26. Europeana Data, contains open metadata on 20 million texts, images, videos and sounds gathered by Europeana – the trusted and comprehensive resource for European cultural heritage content.
27. FEDSTATS, a comprehensive source of US statistics and more
28. FIMI repository for frequent itemset mining, implementations and datasets.
29. Financial Data Finder at OSU, a large catalog of financial data sets.
30. FiveThirtyEight: data and code related to their articles
31. Free SVG Maps — Website for free geographic maps
32. GDELT: The Global Data on Events, Location and Tone, described by Guardian as “a big data history of life, the universe and everything.”

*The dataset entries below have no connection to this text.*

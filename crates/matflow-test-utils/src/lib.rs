//! Testing utilities for the matflow workspace
//!
//! Shared fixtures: structures, parameter documents, registries and
//! composed workflows.

#![allow(missing_docs)]

use matflow_composer::{builtin_registry, build, ComposedWorkflow, PseudoLibrary};
use matflow_core::{MemorySnapshotStore, Orchestrator, RunStatus, SimulatedSubstrate};
use matflow_registry::{PluginDescriptor, PluginRegistry};
use matflow_types::{NamespaceTree, ParameterDocument, Site, Structure};
use serde_json::{json, Value};
use std::sync::Arc;

pub fn silicon() -> Structure {
    Structure::new(
        [[0.0, 2.715, 2.715], [2.715, 0.0, 2.715], [2.715, 2.715, 0.0]],
        vec![
            Site::new("Si", [0.0, 0.0, 0.0]),
            Site::new("Si", [1.3575, 1.3575, 1.3575]),
        ],
    )
}

pub fn relaxed_silicon() -> Structure {
    Structure::new(
        [[0.0, 2.734, 2.734], [2.734, 0.0, 2.734], [2.734, 2.734, 0.0]],
        vec![
            Site::new("Si", [0.0, 0.0, 0.0]),
            Site::new("Si", [1.367, 1.367, 1.367]),
        ],
    )
    .with_label("relaxed Si2")
}

pub fn carbon_monoxide() -> Structure {
    Structure::new(
        [[10.0, 0.0, 0.0], [0.0, 10.0, 0.0], [0.0, 0.0, 10.0]],
        vec![
            Site::new("C", [5.0, 5.0, 4.436]),
            Site::new("O", [5.0, 5.0, 5.564]),
        ],
    )
    .with_pbc([false, false, false])
}

pub fn codes_json() -> Value {
    json!({
        "pw_code": "pw-7.2@localhost",
        "dos_code": "dos-7.2@localhost",
        "projwfc_code": "projwfc-7.2@localhost",
    })
}

/// Document enabling `properties` on top of a relaxation of `relax_type`
pub fn document(relax_type: &str, properties: &[&str]) -> ParameterDocument {
    document_from(json!({
        "basic": {
            "protocol": "moderate",
            "electronic_type": "insulator",
            "spin_type": "none",
        },
        "workflow": {
            "relax_type": relax_type,
            "properties": properties
                .iter()
                .map(|name| (name.to_string(), json!(true)))
                .collect::<serde_json::Map<_, _>>(),
        },
        "codes": codes_json(),
    }))
}

pub fn document_from(value: Value) -> ParameterDocument {
    serde_json::from_value(value).unwrap()
}

pub fn xps_section(structure_type: &str) -> Value {
    json!({
        "pseudo_group": "core_hole_pseudos_pbe",
        "elements_list": ["C_1s", "O_1s"],
        "structure_type": structure_type,
        "correction_energies": {
            "C_1s": {"core": 339.79, "exp": 297.41},
            "O_1s": {"core": 675.48, "exp": 532.69},
        },
    })
}

pub fn xps_document(structure_type: &str) -> ParameterDocument {
    let mut doc = document("none", &["xps"]);
    doc.sections.insert("xps".into(), xps_section(structure_type));
    doc
}

pub fn registry() -> PluginRegistry {
    builtin_registry(Arc::new(PseudoLibrary::builtin().unwrap())).unwrap()
}

/// Descriptor whose factory returns a fixed payload plus the fields it
/// must not expose
pub fn stub_plugin(name: &str) -> PluginDescriptor {
    let payload = name.to_string();
    PluginDescriptor::new(name, format!("test.{name}"), move |codes, _, _| {
        let mut inputs = NamespaceTree::new();
        inputs.insert("code", json!(codes.require("pw_code")?.label));
        inputs.insert("payload", json!(payload));
        inputs.insert("clean_workdir", json!(false));
        inputs.insert("structure", json!(null));
        Ok(inputs)
    })
    .with_excluded(["clean_workdir", "structure"])
}

/// Registry of stub plugins in the given order
pub fn stub_registry(names: &[&str]) -> PluginRegistry {
    let mut registry = PluginRegistry::new();
    for name in names {
        registry.register(stub_plugin(name)).unwrap();
    }
    registry
}

pub fn compose(registry: &PluginRegistry, document: &ParameterDocument) -> ComposedWorkflow {
    build(registry, &silicon(), document).unwrap()
}

/// Drive a fresh orchestrator against `substrate` with an in-memory store
pub async fn run(
    workflow: ComposedWorkflow,
    substrate: &SimulatedSubstrate,
) -> (Orchestrator, RunStatus, MemorySnapshotStore) {
    let store = MemorySnapshotStore::new();
    let mut orchestrator = Orchestrator::new(workflow);
    let status = orchestrator.drive(substrate, &store).await.unwrap();
    (orchestrator, status, store)
}
//! Orchestrator context

use crate::substrate::SubProcessHandle;
use indexmap::IndexMap;
use matflow_types::Structure;
use serde::{Deserialize, Serialize};

/// Working state carried between steps and persisted in snapshots
#[derive(Debug, Clone, PartialEq, Serialize, Deserialize)]
pub struct OrchestratorContext {
    /// Structure plugins will run on; replaced by a relaxed one if any
    pub current_structure: Structure,
    /// Band count reported by the relaxation
    pub current_band_count: Option<u64>,
    /// Relaxation process, once submitted
    pub relax_handle: Option<SubProcessHandle>,
    /// Plugin processes by branch name
    pub branch_handles: IndexMap<String, SubProcessHandle>,
}

impl OrchestratorContext {
    /// Fresh context for an input structure
    #[must_use]
    pub fn new(structure: Structure) -> Self {
        Self {
            current_structure: structure,
            current_band_count: None,
            relax_handle: None,
            branch_handles: IndexMap::new(),
        }
    }

    /// Every submitted process, relaxation first
    pub fn handles(&self) -> impl Iterator<Item = &SubProcessHandle> {
        self.relax_handle.iter().chain(self.branch_handles.values())
    }
}
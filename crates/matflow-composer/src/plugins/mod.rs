//! Built-in branch builders
//!
//! [`builtin_registry`] registers the shipped plugins in their inspection
//! order: `bands`, `pdos`, `xps`. Relaxation lives in [`relax`] and is
//! composed directly, never through the registry.

pub mod bands;
pub mod pdos;
pub mod pseudo;
pub mod relax;
pub mod xps;

use matflow_registry::{PluginRegistry, RegistryError};
use matflow_types::Structure;
use pseudo::PseudoLibrary;
use serde_json::{json, Value};
use std::sync::Arc;

/// Registry holding every built-in plugin
///
/// # Errors
/// Only fails if two built-ins share a name.
pub fn builtin_registry(library: Arc<PseudoLibrary>) -> Result<PluginRegistry, RegistryError> {
    let mut registry = PluginRegistry::new();
    registry.register(bands::descriptor())?;
    registry.register(pdos::descriptor())?;
    registry.register(xps::descriptor(library))?;
    tracing::debug!(plugins = ?registry.names(), "built-in plugins registered");
    Ok(registry)
}

/// Placeholder for the structure port, replaced at run time
pub(crate) fn structure_reference(structure: &Structure) -> Value {
    json!({
        "uuid": structure.uuid().to_string(),
        "formula": structure.formula(),
    })
}
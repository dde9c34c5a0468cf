//! Band structure plugin

use super::structure_reference;
use crate::protocols::{pw_step, Calculation, ProtocolCatalog};
use matflow_registry::PluginDescriptor;
use matflow_types::{Codes, ConfigError, NamespaceTree, Structure, WorkflowParameters};
use serde_json::json;

/// Plugin name
pub const NAME: &str = "bands";

/// Sub-process type
pub const SUB_PROCESS_TYPE: &str = "quantumespresso.pw.bands";

/// Where the relaxed band count goes
pub const BAND_COUNT_INPUT: &str = "bands.pw.parameters.SYSTEM.nbnd";

/// Registry entry
#[must_use]
pub fn descriptor() -> PluginDescriptor {
    PluginDescriptor::new(NAME, SUB_PROCESS_TYPE, build)
        .with_excluded(["clean_workdir", "structure", "relax"])
        .with_band_count_input(BAND_COUNT_INPUT)
}

/// Derive the band structure inputs
///
/// # Errors
/// Returns [`ConfigError::MissingCodeBinding`] if `pw_code` is unbound.
pub fn build(
    codes: &Codes,
    structure: &Structure,
    parameters: &WorkflowParameters,
) -> Result<NamespaceTree, ConfigError> {
    let code = codes.require("pw_code")?;
    let preset = ProtocolCatalog::builtin().preset(parameters.protocol)?;

    let mut inputs = NamespaceTree::new();
    inputs.insert(
        "relax",
        pw_step(preset, structure, parameters, code, Calculation::Relax),
    );
    inputs.insert(
        "scf",
        pw_step(preset, structure, parameters, code, Calculation::Scf),
    );
    let mut bands = pw_step(preset, structure, parameters, code, Calculation::Bands);
    bands.remove("kpoints_distance");
    inputs.insert("bands", bands);
    inputs.insert("bands_kpoints_distance", json!(preset.bands_kpoints_distance));
    inputs.insert("nbands_factor", json!(preset.nbands_factor));
    inputs.insert("clean_workdir", json!(false));
    inputs.insert("structure", structure_reference(structure));
    Ok(inputs)
}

33. GeoDa Center, geographical and spatial data.
34. Google ngrams datasets, text from millions of books scanned by Google.
35. Google Public Data Explorer — Google’s public data portal to explore, visualize, and communicate large datasets
36. Grain Market Research, financial data including stocks, futures, etc.
37. Guardian DataBlog — Data journalism and data visualization from the Guardian
38. HitCompanies Datasets, comprehensive data on random 10,000 UK companies sampled from HitCompanies, updated automatically using AI/Machine Learning.
39. ICWSM-2009 dataset contains 44 million blog posts made between August 1st and October 1st, 2008.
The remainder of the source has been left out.